Rag & Bone designers Marcus Wainwright and David Neville utilize the 90s zeitgeist happening in fashion to tap into a particular moment for their Spring/Summer 2014 collection.
Those familiar with 90s teen rom-coms will remember with fondness the trope of transformation. Think Rachel Leigh Cook’s character Laney in She’s All That or Britney Murphy’s character Tai in Clueless before and after Dionne and Cher abduct her for a makeover. Wainwright and Neville dexterously navigate this moment in a young girl’s life as she transitions from scrappy neighborhood tomboy to confident, young swan in their fresh, sporty collection. The 90s influence is heavy, but approached with a modern twist. There are platform shoes, slip dresses, cropped tops, and overalls, but they’re lightweight and simple as opposed to clunky or messy.

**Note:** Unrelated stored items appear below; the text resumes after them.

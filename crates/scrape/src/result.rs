// ABOUTME: ProblemDetails struct holding the structured data extracted from a statement page.
// ABOUTME: Samples keep their internal line breaks; only surrounding whitespace is trimmed.

use serde::{Deserialize, Serialize};

/// One sample test: the input fed to a solution and the expected output.
#[derive(Debug, Clone, PartialEq, Eq, Serialize, Deserialize, Default)]
pub struct Sample {
    pub input: String,
    pub output: String,
}

/// Structured data extracted from one problem statement document.
#[derive(Debug, Clone, PartialEq, Eq, Serialize, Deserialize, Default)]
pub struct ProblemDetails {
    /// Raw markup of the statement container.
    pub statement_html: Option<String>,
    /// Raw markup of the input specification section.
    pub input_spec: Option<String>,
    /// Raw markup of the output specification section.
    pub output_spec: Option<String>,
    /// Samples in document order.
    pub samples: Vec<Sample>,
    pub time_limit_ms: Option<u32>,
    pub mem_limit_kb: Option<u64>,
}

impl ProblemDetails {
    /// Number of samples extracted.
    pub fn sample_count(&self) -> usize {
        self.samples.len()
    }
}
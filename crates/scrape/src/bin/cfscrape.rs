// ABOUTME: CLI binary that scrapes one problem statement page into ProblemDetails JSON.
// ABOUTME: Fetches a URL through the direct/rendered strategy, or parses a local HTML file.

use std::fs;
use std::io::{self, Write};
use std::path::PathBuf;
use std::process::ExitCode;
use std::time::Instant;

use clap::Parser;
use sibyl_scrape::logging::{init_logging, LogConfig};
use sibyl_scrape::{ClientBuilder, Options, ProblemDetails};

#[derive(Parser, Debug)]
#[command(name = "cfscrape")]
#[command(about = "Extract statement, limits and samples from a problem page")]
struct Args {
    /// HTML file to parse instead of fetching
    #[arg(long = "html")]
    html: Option<PathBuf>,

    /// Single-line JSON instead of pretty output
    #[arg(long = "compact")]
    compact: bool,

    /// Output file path (default: stdout)
    #[arg(short = 'o', long = "output")]
    output: Option<PathBuf>,

    /// Print elapsed time in ms to stderr
    #[arg(long = "timing")]
    timing: bool,

    /// Problem page URL (fetch mode)
    #[arg()]
    url: Option<String>,
}

fn render_json(details: &ProblemDetails, compact: bool) -> serde_json::Result<String> {
    if compact {
        serde_json::to_string(details)
    } else {
        serde_json::to_string_pretty(details)
    }
}

#[tokio::main]
async fn main() -> ExitCode {
    let args = Args::parse();

    if let Err(e) = init_logging(LogConfig::from_env()) {
        eprintln!("warning: {}", e);
    }

    if args.html.is_some() && args.url.is_some() {
        eprintln!("error: cannot use both --html and a URL");
        return ExitCode::from(1);
    }

    let start = Instant::now();

    let details = if let Some(html_path) = &args.html {
        let html = match fs::read_to_string(html_path) {
            Ok(html) => html,
            Err(e) => {
                eprintln!("error reading file {:?}: {}", html_path, e);
                return ExitCode::from(1);
            }
        };
        sibyl_scrape::parse_statement(&html)
    } else if let Some(url) = &args.url {
        let client = match ClientBuilder::from_options(Options::from_env()).build() {
            Ok(client) => client,
            Err(e) => {
                eprintln!("error: {}", e);
                return ExitCode::from(1);
            }
        };
        client.scrape(url).await
    } else {
        eprintln!("error: a URL is required, or use --html");
        return ExitCode::from(1);
    };

    let elapsed = start.elapsed();
    if args.timing {
        let _ = writeln!(io::stderr(), "elapsed: {}ms", elapsed.as_millis());
    }

    let Some(details) = details else {
        eprintln!("error: no problem statement found");
        return ExitCode::from(1);
    };

    let output = match render_json(&details, args.compact) {
        Ok(s) => s,
        Err(e) => {
            eprintln!("error encoding JSON: {}", e);
            return ExitCode::from(1);
        }
    };

    if let Some(path) = &args.output {
        if let Err(e) = fs::write(path, &output) {
            eprintln!("error writing to {:?}: {}", path, e);
            return ExitCode::from(1);
        }
    } else {
        println!("{}", output);
    }

    ExitCode::SUCCESS
}
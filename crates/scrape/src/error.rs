// ABOUTME: Error types for the scraper including the ErrorCode enum and ScrapeError struct.
// ABOUTME: Provides categorized errors with convenience constructors and boolean helpers.

use std::fmt;

/// Error codes representing the categories of scrape failures.
#[derive(Debug, Clone, Copy, PartialEq, Eq)]
pub enum ErrorCode {
    InvalidUrl,
    Fetch,
    Status,
    MissingMarker,
    Timeout,
    Render,
    EngineUnavailable,
    Catalog,
    Store,
}

impl fmt::Display for ErrorCode {
    fn fmt(&self, f: &mut fmt::Formatter<'_>) -> fmt::Result {
        let s = match self {
            ErrorCode::InvalidUrl => "invalid URL",
            ErrorCode::Fetch => "fetch error",
            ErrorCode::Status => "unexpected status",
            ErrorCode::MissingMarker => "statement marker missing",
            ErrorCode::Timeout => "timeout",
            ErrorCode::Render => "render error",
            ErrorCode::EngineUnavailable => "no rendering engine",
            ErrorCode::Catalog => "catalog error",
            ErrorCode::Store => "store error",
        };
        write!(f, "{}", s)
    }
}

/// The main error type for scrape operations.
#[derive(Debug, thiserror::Error)]
pub struct ScrapeError {
    pub code: ErrorCode,
    pub url: String,
    pub op: String,
    #[source]
    pub source: Option<anyhow::Error>,
}

impl fmt::Display for ScrapeError {
    fn fmt(&self, f: &mut fmt::Formatter<'_>) -> fmt::Result {
        write!(f, "sibyl: {} {}: {}", self.op, self.url, self.code)?;
        if let Some(ref src) = self.source {
            write!(f, ": {}", src)?;
        }
        Ok(())
    }
}

impl ScrapeError {
    fn with_code(
        code: ErrorCode,
        url: impl Into<String>,
        op: impl Into<String>,
        source: Option<anyhow::Error>,
    ) -> Self {
        Self {
            code,
            url: url.into(),
            op: op.into(),
            source,
        }
    }

    /// Create an InvalidUrl error.
    pub fn invalid_url(
        url: impl Into<String>,
        op: impl Into<String>,
        source: Option<anyhow::Error>,
    ) -> Self {
        Self::with_code(ErrorCode::InvalidUrl, url, op, source)
    }

    /// Create a Fetch error (transport level: connect, read, decode).
    pub fn fetch(
        url: impl Into<String>,
        op: impl Into<String>,
        source: Option<anyhow::Error>,
    ) -> Self {
        Self::with_code(ErrorCode::Fetch, url, op, source)
    }

    /// Create a Status error for a non-success HTTP status.
    pub fn status(url: impl Into<String>, op: impl Into<String>, status: u16) -> Self {
        Self::with_code(
            ErrorCode::Status,
            url,
            op,
            Some(anyhow::anyhow!("HTTP status {}", status)),
        )
    }

    /// Create a MissingMarker error: the body came back but is not a statement page.
    pub fn missing_marker(url: impl Into<String>, op: impl Into<String>, marker: &str) -> Self {
        Self::with_code(
            ErrorCode::MissingMarker,
            url,
            op,
            Some(anyhow::anyhow!("body does not contain {:?}", marker)),
        )
    }

    /// Create a Timeout error.
    pub fn timeout(
        url: impl Into<String>,
        op: impl Into<String>,
        source: Option<anyhow::Error>,
    ) -> Self {
        Self::with_code(ErrorCode::Timeout, url, op, source)
    }

    /// Create a Render error.
    pub fn render(
        url: impl Into<String>,
        op: impl Into<String>,
        source: Option<anyhow::Error>,
    ) -> Self {
        Self::with_code(ErrorCode::Render, url, op, source)
    }

    /// Create an EngineUnavailable error.
    pub fn engine_unavailable(url: impl Into<String>, op: impl Into<String>) -> Self {
        Self::with_code(ErrorCode::EngineUnavailable, url, op, None)
    }

    /// Create a Catalog error.
    pub fn catalog(
        url: impl Into<String>,
        op: impl Into<String>,
        source: Option<anyhow::Error>,
    ) -> Self {
        Self::with_code(ErrorCode::Catalog, url, op, source)
    }

    /// Create a Store error. The url slot carries the external identifier.
    pub fn store(
        key: impl Into<String>,
        op: impl Into<String>,
        source: Option<anyhow::Error>,
    ) -> Self {
        Self::with_code(ErrorCode::Store, key, op, source)
    }

    /// Returns true if this is a Timeout error.
    pub fn is_timeout(&self) -> bool {
        self.code == ErrorCode::Timeout
    }

    /// Returns true if this is a Fetch error.
    pub fn is_fetch(&self) -> bool {
        self.code == ErrorCode::Fetch
    }

    /// Returns true if this is a Status error.
    pub fn is_status(&self) -> bool {
        self.code == ErrorCode::Status
    }

    /// Returns true if this is a MissingMarker error.
    pub fn is_missing_marker(&self) -> bool {
        self.code == ErrorCode::MissingMarker
    }

    /// Returns true if this is an InvalidUrl error.
    pub fn is_invalid_url(&self) -> bool {
        self.code == ErrorCode::InvalidUrl
    }

    /// Returns true if this is a Render error.
    pub fn is_render(&self) -> bool {
        self.code == ErrorCode::Render
    }

    /// Returns true if this is an EngineUnavailable error.
    pub fn is_engine_unavailable(&self) -> bool {
        self.code == ErrorCode::EngineUnavailable
    }
}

The result is a collection that’s effortless and athletic.
This was the first time the brand has focused on a bold lip for its runway presentation.
The duo used a smart combination of light layers to add a veil of modesty to the skimpy silk slip dresses and cropped tops, and added gravity to floaty fabrics by pairing them with denser looks like a reptile-leather wrap skirt and a series of sheer overlay flower-embroidered skirts. Track pants were transformed into low-slung foldover cropped trousers, which had a tomboyish appeal. Graphic slouchy tennis sweaters sporting deep Vs were a big crowd pleaser, seen in both black-and-white and robin’s egg blue. Peter Pan collars teased out a hint of prep in the presentation, even when paired unexpectedly with sheer toppers. If the languid ease of the collection attracted you, chalk it up to Kate Moss, who was the style icon for the beauty portion of the catwalk. Speaking of beauty, this was the first time the brand has focused on a bold lip for its runway presentation, which was inspired by the World Cup and crafted by Gucci Westman. The youthful tone of this collection will echo strongly with the rookie crowd.